LG Hildesheim – Az.: 26 Qs 66/12 – Beschluss vom 20.06.2012
1. Der Beschluss des Amtsgerichts … vom 03.05.2012 (9 Cs 42 Js 35691/11) wird aufgehoben.
2. Dem Angeklagten wird auf seine Kosten Wiedereinsetzung in den vorigen Stand gegen die Versäumung der Frist zur Einlegung des Einspruchs gegen den Strafbefehl des Amtsgerichts … vom 21.12.2011 (9 Cs 42 Js 35691/11) gewährt.

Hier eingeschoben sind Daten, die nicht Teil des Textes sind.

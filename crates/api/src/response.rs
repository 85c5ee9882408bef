//! Shared response envelope types for API handlers.
//!
//! All API responses use a `{ "data": ... }` envelope. Use [`DataResponse`]
//! instead of ad-hoc `serde_json::json!({ "data": ... })`.

use serde::Serialize;

/// Standard `{ "data": T }` response envelope.
///
/// ```ignore
/// Ok(Json(DataResponse { data: state }))
/// ```
#[derive(Debug, Serialize)]
pub struct DataResponse<T: Serialize> {
    pub data: T,
}
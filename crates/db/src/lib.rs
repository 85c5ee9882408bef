//! PostgreSQL storage for Fair Chance assessments.

use sqlx::postgres::PgPoolOptions;

pub mod gateway;
pub mod models;
pub mod repositories;

pub use gateway::{PgGateway, PgProfiles};

pub type DbPool = sqlx::PgPool;

/// Create a connection pool from a database URL.
pub async fn create_pool(database_url: &str) -> Result<DbPool, sqlx::Error> {
    PgPoolOptions::new()
        .max_connections(20)
        .connect(database_url)
        .await
}

/// Verify the database answers a trivial query.
pub async fn health_check(pool: &DbPool) -> Result<(), sqlx::Error> {
    sqlx::query("SELECT 1").execute(pool).await?;
    Ok(())
}

/// Apply the embedded migrations from `db/migrations`.
pub async fn run_migrations(pool: &DbPool) -> Result<(), sqlx::migrate::MigrateError> {
    sqlx::migrate!("../../db/migrations").run(pool).await
}
//! Cross-step suggestion aggregation.
//!
//! Later forms are pre-filled from what earlier steps already captured.
//! Aggregation only reads: it never writes a step record, and a missing or
//! unreadable record simply contributes nothing.

use std::sync::Arc;

use futures::future::join_all;
use serde::{Deserialize, Serialize};

use crate::assessment::MAX_STEP;
use crate::gateway::PersistenceGateway;
use crate::profile::ProfileContext;
use crate::step_data::{
    ConditionalOffer, FieldMap, IndividualAssessment, PreliminaryRevocation, StepData, StepRecord,
};
use crate::types::{format_date, SubjectId};

/// Field names filled from the candidate's profile.
pub const CANDIDATE_NAME_FIELDS: &[&str] = &["applicant", "applicant_name"];

/// Field names filled from the HR admin's profile.
pub const HR_ADMIN_NAME_FIELDS: &[&str] = &["contact_name"];

/// Field names filled from the HR admin's company.
pub const COMPANY_FIELDS: &[&str] = &["company_name", "employer"];

/// Field filled with the current date.
pub const DATE_FIELD: &str = "date";

// ---------------------------------------------------------------------------
// Suggestions
// ---------------------------------------------------------------------------

/// Merged `field -> value` suggestions for pre-filling a form.
#[derive(Debug, Clone, Default, PartialEq, Serialize, Deserialize)]
#[serde(transparent)]
pub struct Suggestions(FieldMap);

impl Suggestions {
    pub fn new() -> Self {
        Self::default()
    }

    pub fn get(&self, field: &str) -> Option<&serde_json::Value> {
        self.0.get(field)
    }

    pub fn get_str(&self, field: &str) -> Option<&str> {
        self.get(field).and_then(|v| v.as_str())
    }

    pub fn contains(&self, field: &str) -> bool {
        self.0.contains_key(field)
    }

    pub fn len(&self) -> usize {
        self.0.len()
    }

    pub fn is_empty(&self) -> bool {
        self.0.is_empty()
    }

    pub fn fields(&self) -> &FieldMap {
        &self.0
    }

    /// Overlay a step's filled fields; they replace same-named entries.
    pub fn merge_step(&mut self, data: &StepData) {
        self.0.extend(data.fields());
    }

    /// Fill profile-derived defaults where no step supplied a value.
    pub fn with_profile_defaults(mut self, profile: &ProfileContext) -> Self {
        let tiers: [(&[&str], Option<&String>); 3] = [
            (CANDIDATE_NAME_FIELDS, profile.candidate_name.as_ref()),
            (HR_ADMIN_NAME_FIELDS, profile.hr_admin_name.as_ref()),
            (COMPANY_FIELDS, profile.company_name.as_ref()),
        ];
        for (fields, value) in tiers {
            let Some(value) = value.filter(|v| !v.trim().is_empty()) else {
                continue;
            };
            for field in fields {
                self.0
                    .entry((*field).to_string())
                    .or_insert_with(|| serde_json::Value::String(value.clone()));
            }
        }
        if let Some(today) = profile.today {
            self.0
                .entry(DATE_FIELD.to_string())
                .or_insert_with(|| serde_json::Value::String(format_date(today)));
        }
        self
    }
}

/// Merge payloads in the order given; later payloads win on shared names.
pub fn merge_records<'a>(records: impl IntoIterator<Item = &'a StepData>) -> Suggestions {
    let mut suggestions = Suggestions::new();
    for data in records {
        suggestions.merge_step(data);
    }
    suggestions
}

// ---------------------------------------------------------------------------
// Initial assessment summary
// ---------------------------------------------------------------------------

/// Steps 1–3 as captured, shown read-only beside the reassessment form.
#[derive(Debug, Clone, Default, PartialEq, Eq, Serialize, Deserialize)]
pub struct InitialAssessmentSummary {
    pub conditional_offer: Option<ConditionalOffer>,
    pub individual_assessment: Option<IndividualAssessment>,
    pub preliminary_revocation: Option<PreliminaryRevocation>,
}

// ---------------------------------------------------------------------------
// Aggregator
// ---------------------------------------------------------------------------

/// Collects prior-step data for one assessment.
#[derive(Clone)]
pub struct StepDataAggregator {
    gateway: Arc<dyn PersistenceGateway>,
}

impl StepDataAggregator {
    pub fn new(gateway: Arc<dyn PersistenceGateway>) -> Self {
        Self { gateway }
    }

    /// Fetch steps `1..upto_exclusive` concurrently, in step order.
    ///
    /// Unreadable records are logged and reported as absent.
    pub async fn prior_records(
        &self,
        subject: SubjectId,
        upto_exclusive: u8,
    ) -> Vec<Option<StepRecord>> {
        let last = upto_exclusive.min(MAX_STEP);
        let reads = (1..last).map(|step| {
            let gateway = Arc::clone(&self.gateway);
            async move {
                match gateway.get_step_data(subject, step).await {
                    Ok(record) => record,
                    Err(e) => {
                        tracing::warn!(
                            %subject,
                            step,
                            error = %e,
                            "Prior step unreadable; treating as empty"
                        );
                        None
                    }
                }
            }
        });
        join_all(reads).await
    }

    /// Union of every prior step's filled fields; the closest step wins.
    pub async fn collect_suggestions(&self, subject: SubjectId, upto_exclusive: u8) -> Suggestions {
        let records = self.prior_records(subject, upto_exclusive).await;
        let suggestions = merge_records(records.iter().flatten().map(|r| &r.step_data));

        tracing::debug!(
            %subject,
            upto_exclusive,
            fields = suggestions.len(),
            "Collected step suggestions"
        );
        suggestions
    }

    /// [`collect_suggestions`](Self::collect_suggestions) plus profile defaults.
    pub async fn collect_suggestions_with_profile(
        &self,
        subject: SubjectId,
        upto_exclusive: u8,
        profile: &ProfileContext,
    ) -> Suggestions {
        self.collect_suggestions(subject, upto_exclusive)
            .await
            .with_profile_defaults(profile)
    }

    /// The reference panel for step 4. Never merged into the step 4 draft.
    pub async fn initial_assessment_summary(&self, subject: SubjectId) -> InitialAssessmentSummary {
        let mut summary = InitialAssessmentSummary::default();
        for record in self.prior_records(subject, 4).await.into_iter().flatten() {
            match record.step_data {
                StepData::ConditionalOffer(d) => summary.conditional_offer = Some(d),
                StepData::IndividualAssessment(d) => summary.individual_assessment = Some(d),
                StepData::PreliminaryRevocation(d) => summary.preliminary_revocation = Some(d),
                StepData::Reassessment(_) | StepData::FinalRevocation(_) => {}
            }
        }
        summary
    }
}

// ---------------------------------------------------------------------------
// Tests
// ---------------------------------------------------------------------------
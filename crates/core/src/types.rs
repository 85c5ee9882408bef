use std::fmt;

use serde::{Deserialize, Serialize};

/// All database primary keys are PostgreSQL BIGSERIAL.
pub type DbId = i64;

/// All timestamps are UTC.
pub type Timestamp = chrono::DateTime<chrono::Utc>;

/// Calendar date without a time zone, as entered on letter forms.
pub type Date = chrono::NaiveDate;

/// Format used for every date string stored in step data (`YYYY-MM-DD`).
pub const DATE_FORMAT: &str = "%Y-%m-%d";

/// Composite key owning an assessment and all of its step records.
///
/// Nothing is shared across candidates; every read and write is scoped to
/// one `(hr_id, candidate_id)` pair.
#[derive(Debug, Clone, Copy, PartialEq, Eq, Hash, PartialOrd, Ord, Serialize, Deserialize)]
pub struct SubjectId {
    pub hr_id: DbId,
    pub candidate_id: DbId,
}

impl SubjectId {
    pub fn new(hr_id: DbId, candidate_id: DbId) -> Self {
        Self {
            hr_id,
            candidate_id,
        }
    }
}

impl fmt::Display for SubjectId {
    fn fmt(&self, f: &mut fmt::Formatter<'_>) -> fmt::Result {
        write!(f, "hr {} / candidate {}", self.hr_id, self.candidate_id)
    }
}

/// Format a date the way step data stores it.
pub fn format_date(date: Date) -> String {
    date.format(DATE_FORMAT).to_string()
}

/// Parse a stored date string, tolerating surrounding whitespace.
pub fn parse_date(s: &str) -> Option<Date> {
    chrono::NaiveDate::parse_from_str(s.trim(), DATE_FORMAT).ok()
}

#[cfg(test)]
mod tests {
    use super::*;

    #[test]
    fn date_format_roundtrip() {
        let date = chrono::NaiveDate::from_ymd_opt(2026, 3, 9).unwrap();
        assert_eq!(format_date(date), "2026-03-09");
        assert_eq!(parse_date(" 2026-03-09 "), Some(date));
    }

    #[test]
    fn parse_date_rejects_other_formats() {
        assert_eq!(parse_date("03/09/2026"), None);
        assert_eq!(parse_date(""), None);
    }

    #[test]
    fn subject_display_names_both_ids() {
        assert_eq!(SubjectId::new(3, 17).to_string(), "hr 3 / candidate 17");
    }
}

3. Die Kosten des Beschwerdeverfahrens und die dem Angeklagten insoweit entstandenen notwendigen Auslagen fallen der Landeskasse zur Last.
Gründe
I.
Dem Angeklagten wird eine Beleidigung vorgeworfen. Mit Strafbefehl vom 21.12.2011, zugestellt am 22.12.2011, hat das Amtsgericht … ihn mit einer Geldstrafe von 60 Tagessätzen zu je 10,- EUR belegt. Hiergegen hat der Angeklagte mit Schreiben vom 24.01.2012, bei Gericht eingegangen am selben Tag, verspätet Einspruch eingelegt und beantragt, ihm Wiedereinsetzung in den vorigen Stand gegen die Versäumung der Einspruchsfrist zu gewähren. Mit Beschluss vom 03.05.2012 hat das Amtsgericht den Einspruch als unzulässig verworfen und den Wiedereinsetzungsantrag zurückgewiesen. Hiergegen wendet sich der Angeklagte mit der sofortigen Beschwerde.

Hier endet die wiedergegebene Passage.